Following Chancellor Rishi Sunak’s announcement of the launch of Green Bonds, Tandem Bank shared their thoughts with Business Leader on what it could mean for businesses in the UK.
Earlier this month Rishi Sunak announced the introduction of ‘green’ savings bonds in the Budget, giving investors the opportunity to buy into projects dedicated to accelerating the UK’s push to become a net-zero economy.
Money raised from the sale of the sovereign debt will be ploughed into programs underpinning the transition to a low-carbon economy, create green jobs and support efforts to tackle climate change.
These include renewable energy and clean transport initiatives deemed key to Britain meeting its goal of cutting greenhouse gas emissions to net zero by 2050.
Describing the bonds as ‘world-leading’ the Chancellor said it would: “Give all UK savers the chance to support green projects.”
The notes – whose size, price, yield, term and structure has yet to be determined – will be offered later this year through National Savings & Investments, the government-backed scheme which also offers Premium Bonds.
Some analysts have predicted the green bonds will ‘sell like hotcakes’ when they land this summer, with environmental concerns being at the forefront of many people’s minds.
But others have pointed out the devil is in the detail – which we just don’t know yet.
If the government sets interest rates paid on the bonds too low and they won’t sell, too high and people will question the cost to the taxpayer.
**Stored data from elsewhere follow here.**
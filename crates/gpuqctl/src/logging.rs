//! Logging setup for gpuqctl
//!
//! Log lines go to stderr so stdout carries only the report.

use tracing_subscriber::{fmt, EnvFilter};

/// Install the global subscriber. `RUST_LOG` wins over `verbose`.
pub fn init(verbose: bool) {
    let default = if verbose { "debug" } else { "info" };
    let filter = EnvFilter::try_from_default_env().unwrap_or_else(|_| EnvFilter::new(default));
    fmt()
        .with_env_filter(filter)
        .with_target(false)
        .with_level(true)
        .without_time()
        .with_writer(std::io::stderr)
        .init();
}
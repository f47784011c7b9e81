//! Error types for gpuq.

use thiserror::Error;

pub type Result<T> = std::result::Result<T, QueryError>;

#[derive(Error, Debug)]
pub enum QueryError {
    /// One report could not be parsed. The report is skipped.
    #[error("Report {report_id} is malformed: {reason}")]
    CorpusEntryMalformed { report_id: u64, reason: String },

    #[error("Architecture taxonomy is malformed: {0}")]
    TaxonomySourceMalformed(String),

    #[error("Reference constants are malformed: {0}")]
    ConstantSourceMalformed(String),

    #[error("Unknown {namespace} constant: {name}")]
    UnknownConstant { namespace: &'static str, name: String },

    #[error("Fetch error: {0}")]
    Fetch(String),

    #[error("IO error: {0}")]
    Io(#[from] std::io::Error),

    #[error("JSON error: {0}")]
    Json(#[from] serde_json::Error),
}

impl QueryError {
    pub fn malformed(report_id: u64, reason: impl ToString) -> Self {
        QueryError::CorpusEntryMalformed {
            report_id,
            reason: reason.to_string(),
        }
    }

    /// Whether the batch may continue past this error.
    ///
    /// Only a single malformed report is recoverable; everything else aborts
    /// the run before any aggregate is produced.
    pub fn is_recoverable(&self) -> bool {
        matches!(self, QueryError::CorpusEntryMalformed { .. })
    }
}
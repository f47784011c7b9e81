//! Device limits as reported, with typed accessors.
//!
//! Reports mix several encodings in one map: plain numbers, fixed-length
//! tuples (`maxComputeWorkGroupSize`), booleans written as `0`/`1` or
//! `true`/`false`, and device sizes written as radix-prefixed strings
//! (`"0x100"`). Accessors return `None` when a limit is absent or does not
//! have the requested shape.

use crate::literal::parse_int_literal;
use serde::Deserialize;
use serde_json::Number;
use std::collections::BTreeMap;

/// One limit value.
#[derive(Debug, Clone, PartialEq, Deserialize)]
#[serde(untagged)]
pub enum LimitValue {
    Bool(bool),
    Number(Number),
    Tuple(Vec<Number>),
    Text(String),
    Other(serde_json::Value),
}

impl LimitValue {
    /// Numeric value of a scalar limit. Booleans count as 0/1.
    pub fn as_f64(&self) -> Option<f64> {
        match self {
            LimitValue::Bool(b) => Some(if *b { 1.0 } else { 0.0 }),
            LimitValue::Number(n) => n.as_f64(),
            _ => None,
        }
    }

    /// Unsigned integer value, for flag limits such as sample counts.
    pub fn as_u64(&self) -> Option<u64> {
        match self {
            LimitValue::Bool(b) => Some(u64::from(*b)),
            LimitValue::Number(n) => n.as_u64(),
            LimitValue::Text(s) => parse_int_literal(s).and_then(|v| u64::try_from(v).ok()),
            _ => None,
        }
    }

    /// Integer value of a radix-prefixed string (`"0x100"`).
    /// Integer numbers are accepted as-is.
    pub fn as_literal(&self) -> Option<i64> {
        match self {
            LimitValue::Text(s) => parse_int_literal(s),
            LimitValue::Number(n) => n.as_i64(),
            _ => None,
        }
    }

    /// Component `index` of a tuple limit.
    pub fn component(&self, index: usize) -> Option<f64> {
        match self {
            LimitValue::Tuple(values) => values.get(index).and_then(Number::as_f64),
            _ => None,
        }
    }
}

/// Limits map, keyed by limit name.
#[derive(Debug, Clone, Default, PartialEq, Deserialize)]
#[serde(transparent)]
pub struct Limits(BTreeMap<String, LimitValue>);

impl Limits {
    pub fn get(&self, name: &str) -> Option<&LimitValue> {
        self.0.get(name)
    }

    pub fn scalar(&self, name: &str) -> Option<f64> {
        self.get(name).and_then(LimitValue::as_f64)
    }

    pub fn flags(&self, name: &str) -> Option<u64> {
        self.get(name).and_then(LimitValue::as_u64)
    }

    pub fn literal(&self, name: &str) -> Option<i64> {
        self.get(name).and_then(LimitValue::as_literal)
    }

    pub fn component(&self, name: &str, index: usize) -> Option<f64> {
        self.get(name).and_then(|v| v.component(index))
    }

    pub fn len(&self) -> usize {
        self.0.len()
    }

    pub fn is_empty(&self) -> bool {
        self.0.is_empty()
    }
}

impl FromIterator<(String, LimitValue)> for Limits {
    fn from_iter<T: IntoIterator<Item = (String, LimitValue)>>(iter: T) -> Self {
        Limits(iter.into_iter().collect())
    }
}
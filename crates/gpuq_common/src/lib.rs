//! gpuq common - capability-report analysis for GPU API designers.
//!
//! Takes a corpus of per-device capability reports (one JSON document per
//! sampled device) and answers two questions:
//!
//! 1. Which minimum-capability requirement, if adopted, would first exclude
//!    which real devices? (requirement waterfall, see [`waterfall`])
//! 2. Which vendor architecture does each observed device belong to?
//!    (ID-plus-mask classification, see [`classifier`])
//!
//! ```text
//!   corpus ──► view ──► waterfall ──► summary ──► render
//!     │                    ▲
//!     │          requirement (catalog, bitmask)
//!     └──► devices ──► classifier ──► inventory
//! ```

pub mod bitmask;
pub mod catalog;
pub mod classifier;
pub mod config;
pub mod constants;
pub mod corpus;
pub mod devices;
pub mod error;
pub mod fetch;
pub mod inventory;
pub mod limits;
pub mod literal;
pub mod render;
pub mod report;
pub mod requirement;
pub mod summary;
pub mod version;
pub mod view;
pub mod waterfall;

pub use classifier::{Classification, Taxonomy};
pub use config::QueryConfig;
pub use constants::VkConstants;
pub use corpus::{CorpusEntry, ReportCorpus};
pub use devices::ObservedDevices;
pub use error::{QueryError, Result};
pub use requirement::Requirement;
pub use version::ApiVersion;
pub use view::CapabilityView;
pub use waterfall::{Aggregator, ReportVerdict};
What’s for sure is that green bonds aren’t a new concept – £190bn worth of green bonds were sold last year, and Germany launched its own Green bond package in September, raising €6.5bn (£5.8bn) of 10-year debt.
Ricky Knox, Tandem Bank CEO says: “We welcome the government’s announcements in the budget around green bonds and green investment as it shows that they are listening to the public’s demand for a more sustainable future. There are however a lot of uncertainties with regards to the product, with the interest rate paid on the bond being a key factor in its success or failure. Whilst the creation of the green bond was a positive that came out of the budget we would have welcomed other more progressive thinking and action if we are to enable every household in the UK to directly contribute to our net zero pledge.”
Following this, Ricky answered some common questions asked by entrepreneurs and business owners.
Q: Are they safe?
In short, yes – because they’re backed by the Treasury, unless the UK goes bust, it’s about as safe as can be possible. Regular UK savings accounts are guaranteed up to £85,000, but it’s likely the safety net for the green bonds will be set lower than this. Of course, before you sign up, do read all the small print to make sure you’re protected.
Q: Are these bonds the only way to invest my money to save the planet?
Not at all – there’s a growing range of other green accounts which offer decent returns on your money while investing in projects to safeguard the environment. Tandem’s new Instant Access Savings Account is definitely one to look at with market-leading rates. Along with its upcoming Green Fixed Term Saver and Green Mortgage, Tandem is leading the charge to address consumers’ increasing desire to go green.
Q: Should I buy some of these bonds when they’re released?
It all depends on what kind of rate the bond might offer – so it’s in the Government’s interests to make them attractive. Rishi and his team will know there are already a host of other green bonds out there offering competitive rates, such as the Gatehouse green savings bond, offering 1.4% for five years. But with savings rates so low at the moment, and funding so cheap, the Government won’t have too hard a sell for those of us wanting a guaranteed return while locking in our savings.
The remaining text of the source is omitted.